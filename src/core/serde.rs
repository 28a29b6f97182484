/// Serde helper functions for skip_serializing_if

/// Skip serializing if Option is None
pub fn is_none<T>(value: &Option<T>) -> bool {
    value.is_none()
}

/// Skip serializing if value is zero
pub fn is_zero_u64(value: &u64) -> bool {
    *value == 0
}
§ §
Task item:
Each entry must be reproduced verbatim.

Result below:
filename src/core/serde.rs
repository 28a29b6f97182484
/// Serde helper functions for skip_serializing_if

/// Skip serializing if Option is None
pub fn is_none<T>(value: &Option<T>) -> bool {
    value.is_none()
}

/// Skip serializing if value is zero
pub fn is_zero_u64(value: &u64) -> bool {
    *value == 0
}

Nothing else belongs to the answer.